Task description
Extract from the listing each line in which the word "layout" appears.

Excerpted data

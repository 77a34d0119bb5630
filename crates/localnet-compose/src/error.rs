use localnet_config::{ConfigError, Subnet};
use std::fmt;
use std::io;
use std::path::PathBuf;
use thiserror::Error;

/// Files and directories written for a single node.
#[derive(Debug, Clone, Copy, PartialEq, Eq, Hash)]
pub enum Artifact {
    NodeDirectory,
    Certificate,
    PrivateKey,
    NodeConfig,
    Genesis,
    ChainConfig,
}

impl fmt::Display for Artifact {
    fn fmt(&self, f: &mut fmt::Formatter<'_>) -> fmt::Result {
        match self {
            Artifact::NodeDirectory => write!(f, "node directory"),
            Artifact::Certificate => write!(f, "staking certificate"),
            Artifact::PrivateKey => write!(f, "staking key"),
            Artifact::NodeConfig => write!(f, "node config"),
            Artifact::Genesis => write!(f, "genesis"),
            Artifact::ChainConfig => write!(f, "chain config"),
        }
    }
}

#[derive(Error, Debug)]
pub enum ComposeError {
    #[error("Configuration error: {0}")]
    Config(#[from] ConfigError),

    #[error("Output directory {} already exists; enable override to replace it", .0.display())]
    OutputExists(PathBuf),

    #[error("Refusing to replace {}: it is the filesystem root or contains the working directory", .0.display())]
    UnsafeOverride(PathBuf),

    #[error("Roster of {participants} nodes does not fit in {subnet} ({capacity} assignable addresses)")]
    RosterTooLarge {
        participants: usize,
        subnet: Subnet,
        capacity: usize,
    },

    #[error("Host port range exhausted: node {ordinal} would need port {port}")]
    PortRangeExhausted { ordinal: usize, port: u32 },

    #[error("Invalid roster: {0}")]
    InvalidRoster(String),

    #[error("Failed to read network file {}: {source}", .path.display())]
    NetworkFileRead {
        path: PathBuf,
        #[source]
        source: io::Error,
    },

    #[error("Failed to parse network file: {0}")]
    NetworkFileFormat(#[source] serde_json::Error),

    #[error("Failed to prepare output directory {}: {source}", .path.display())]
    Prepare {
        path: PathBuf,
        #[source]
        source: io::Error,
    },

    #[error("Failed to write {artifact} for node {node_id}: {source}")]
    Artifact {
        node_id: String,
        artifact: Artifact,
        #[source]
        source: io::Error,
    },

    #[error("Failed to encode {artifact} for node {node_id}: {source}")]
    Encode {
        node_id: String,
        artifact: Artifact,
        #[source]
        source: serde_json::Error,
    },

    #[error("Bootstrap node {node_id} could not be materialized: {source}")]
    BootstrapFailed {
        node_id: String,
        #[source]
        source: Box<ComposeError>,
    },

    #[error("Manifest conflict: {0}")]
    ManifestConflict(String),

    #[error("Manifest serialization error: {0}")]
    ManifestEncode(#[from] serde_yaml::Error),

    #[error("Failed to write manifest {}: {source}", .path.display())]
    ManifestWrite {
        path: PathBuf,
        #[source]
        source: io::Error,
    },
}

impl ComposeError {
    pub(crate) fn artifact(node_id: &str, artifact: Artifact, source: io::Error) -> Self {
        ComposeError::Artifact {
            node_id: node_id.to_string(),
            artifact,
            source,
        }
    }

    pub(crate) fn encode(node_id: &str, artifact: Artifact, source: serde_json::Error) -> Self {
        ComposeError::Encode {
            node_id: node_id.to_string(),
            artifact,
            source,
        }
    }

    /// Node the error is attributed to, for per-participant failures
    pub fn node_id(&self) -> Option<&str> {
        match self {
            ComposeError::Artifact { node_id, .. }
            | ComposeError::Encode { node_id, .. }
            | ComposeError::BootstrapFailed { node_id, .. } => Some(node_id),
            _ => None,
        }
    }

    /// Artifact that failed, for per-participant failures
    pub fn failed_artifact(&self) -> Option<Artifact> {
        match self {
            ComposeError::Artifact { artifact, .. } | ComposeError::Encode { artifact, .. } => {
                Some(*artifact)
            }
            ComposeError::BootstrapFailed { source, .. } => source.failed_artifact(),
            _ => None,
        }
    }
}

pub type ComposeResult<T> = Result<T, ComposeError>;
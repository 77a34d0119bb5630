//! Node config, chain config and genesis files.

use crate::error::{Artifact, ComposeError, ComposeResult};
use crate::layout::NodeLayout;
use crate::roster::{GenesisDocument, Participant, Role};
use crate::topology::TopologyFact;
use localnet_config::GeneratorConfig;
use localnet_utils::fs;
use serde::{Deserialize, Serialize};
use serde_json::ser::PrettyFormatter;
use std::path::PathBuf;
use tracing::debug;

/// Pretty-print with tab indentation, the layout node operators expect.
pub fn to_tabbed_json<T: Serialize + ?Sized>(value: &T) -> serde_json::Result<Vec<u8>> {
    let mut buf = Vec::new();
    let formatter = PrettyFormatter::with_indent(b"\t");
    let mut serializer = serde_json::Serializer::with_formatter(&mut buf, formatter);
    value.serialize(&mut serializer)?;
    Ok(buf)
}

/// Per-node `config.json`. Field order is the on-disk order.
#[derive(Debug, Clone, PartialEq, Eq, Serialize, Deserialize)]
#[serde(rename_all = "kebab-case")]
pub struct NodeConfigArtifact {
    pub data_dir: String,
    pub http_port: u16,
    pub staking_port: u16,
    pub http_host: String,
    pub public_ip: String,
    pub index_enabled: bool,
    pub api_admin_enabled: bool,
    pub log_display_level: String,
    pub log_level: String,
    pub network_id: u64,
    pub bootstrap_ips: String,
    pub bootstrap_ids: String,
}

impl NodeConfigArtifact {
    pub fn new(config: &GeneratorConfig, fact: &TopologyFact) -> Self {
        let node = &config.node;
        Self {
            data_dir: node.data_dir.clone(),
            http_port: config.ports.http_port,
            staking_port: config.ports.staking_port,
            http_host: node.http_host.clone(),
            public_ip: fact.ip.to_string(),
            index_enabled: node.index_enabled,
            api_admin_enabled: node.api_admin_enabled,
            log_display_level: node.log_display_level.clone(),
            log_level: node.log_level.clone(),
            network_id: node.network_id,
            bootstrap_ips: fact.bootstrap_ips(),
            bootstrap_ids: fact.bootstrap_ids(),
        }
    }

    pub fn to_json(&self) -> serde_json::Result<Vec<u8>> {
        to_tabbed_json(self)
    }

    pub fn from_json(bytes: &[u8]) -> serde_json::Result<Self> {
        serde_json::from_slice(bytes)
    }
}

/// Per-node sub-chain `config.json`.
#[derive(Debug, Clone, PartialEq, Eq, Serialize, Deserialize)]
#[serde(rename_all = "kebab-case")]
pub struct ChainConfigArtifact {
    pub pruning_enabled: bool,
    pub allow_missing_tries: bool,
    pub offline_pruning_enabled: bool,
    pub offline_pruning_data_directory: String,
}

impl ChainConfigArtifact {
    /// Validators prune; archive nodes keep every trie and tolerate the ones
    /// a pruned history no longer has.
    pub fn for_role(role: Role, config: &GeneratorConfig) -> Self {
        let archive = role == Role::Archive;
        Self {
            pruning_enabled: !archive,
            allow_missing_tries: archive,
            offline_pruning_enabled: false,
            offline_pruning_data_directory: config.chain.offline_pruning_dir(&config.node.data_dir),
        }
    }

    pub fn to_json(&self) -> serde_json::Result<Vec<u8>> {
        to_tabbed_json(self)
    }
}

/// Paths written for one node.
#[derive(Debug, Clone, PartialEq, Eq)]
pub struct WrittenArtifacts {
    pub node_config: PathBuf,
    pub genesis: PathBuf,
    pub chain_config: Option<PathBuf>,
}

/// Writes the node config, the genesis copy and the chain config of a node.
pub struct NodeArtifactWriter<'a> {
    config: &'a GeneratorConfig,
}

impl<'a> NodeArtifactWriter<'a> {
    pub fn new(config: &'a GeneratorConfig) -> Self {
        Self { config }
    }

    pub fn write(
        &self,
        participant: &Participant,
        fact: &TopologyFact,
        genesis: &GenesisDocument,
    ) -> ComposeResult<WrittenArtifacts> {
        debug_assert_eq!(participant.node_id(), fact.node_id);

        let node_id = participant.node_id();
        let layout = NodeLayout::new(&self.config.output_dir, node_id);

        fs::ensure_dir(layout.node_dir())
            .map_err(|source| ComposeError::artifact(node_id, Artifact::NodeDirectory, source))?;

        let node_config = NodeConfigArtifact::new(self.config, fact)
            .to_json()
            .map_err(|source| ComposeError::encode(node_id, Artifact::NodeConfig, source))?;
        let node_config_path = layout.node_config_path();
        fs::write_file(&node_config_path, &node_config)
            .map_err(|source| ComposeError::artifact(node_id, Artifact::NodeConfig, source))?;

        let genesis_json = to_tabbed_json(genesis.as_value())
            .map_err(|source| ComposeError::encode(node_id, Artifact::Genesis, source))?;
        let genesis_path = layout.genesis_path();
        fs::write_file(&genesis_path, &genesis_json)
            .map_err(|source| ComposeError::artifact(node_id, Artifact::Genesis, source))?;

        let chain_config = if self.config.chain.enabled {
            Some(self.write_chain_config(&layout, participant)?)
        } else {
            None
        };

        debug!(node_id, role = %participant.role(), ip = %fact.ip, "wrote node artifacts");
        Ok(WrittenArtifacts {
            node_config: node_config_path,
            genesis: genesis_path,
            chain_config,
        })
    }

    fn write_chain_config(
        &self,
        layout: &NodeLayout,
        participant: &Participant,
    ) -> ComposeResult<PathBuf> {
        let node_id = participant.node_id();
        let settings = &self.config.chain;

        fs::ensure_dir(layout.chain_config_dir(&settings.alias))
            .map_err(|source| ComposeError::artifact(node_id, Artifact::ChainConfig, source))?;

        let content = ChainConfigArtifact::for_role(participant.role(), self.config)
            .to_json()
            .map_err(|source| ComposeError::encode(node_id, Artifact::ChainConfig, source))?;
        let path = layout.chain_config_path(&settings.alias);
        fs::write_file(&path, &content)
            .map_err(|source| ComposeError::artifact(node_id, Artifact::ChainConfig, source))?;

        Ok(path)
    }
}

Response to this exercise
use crate::layout::NodeLayout;
/// Pretty-print with tab indentation, the layout node operators expect.
        let layout = NodeLayout::new(&self.config.output_dir, node_id);
        fs::ensure_dir(layout.node_dir())
        let node_config_path = layout.node_config_path();
        let genesis_path = layout.genesis_path();
            Some(self.write_chain_config(&layout, participant)?)
        layout: &NodeLayout,
        fs::ensure_dir(layout.chain_config_dir(&settings.alias))
        let path = layout.chain_config_path(&settings.alias);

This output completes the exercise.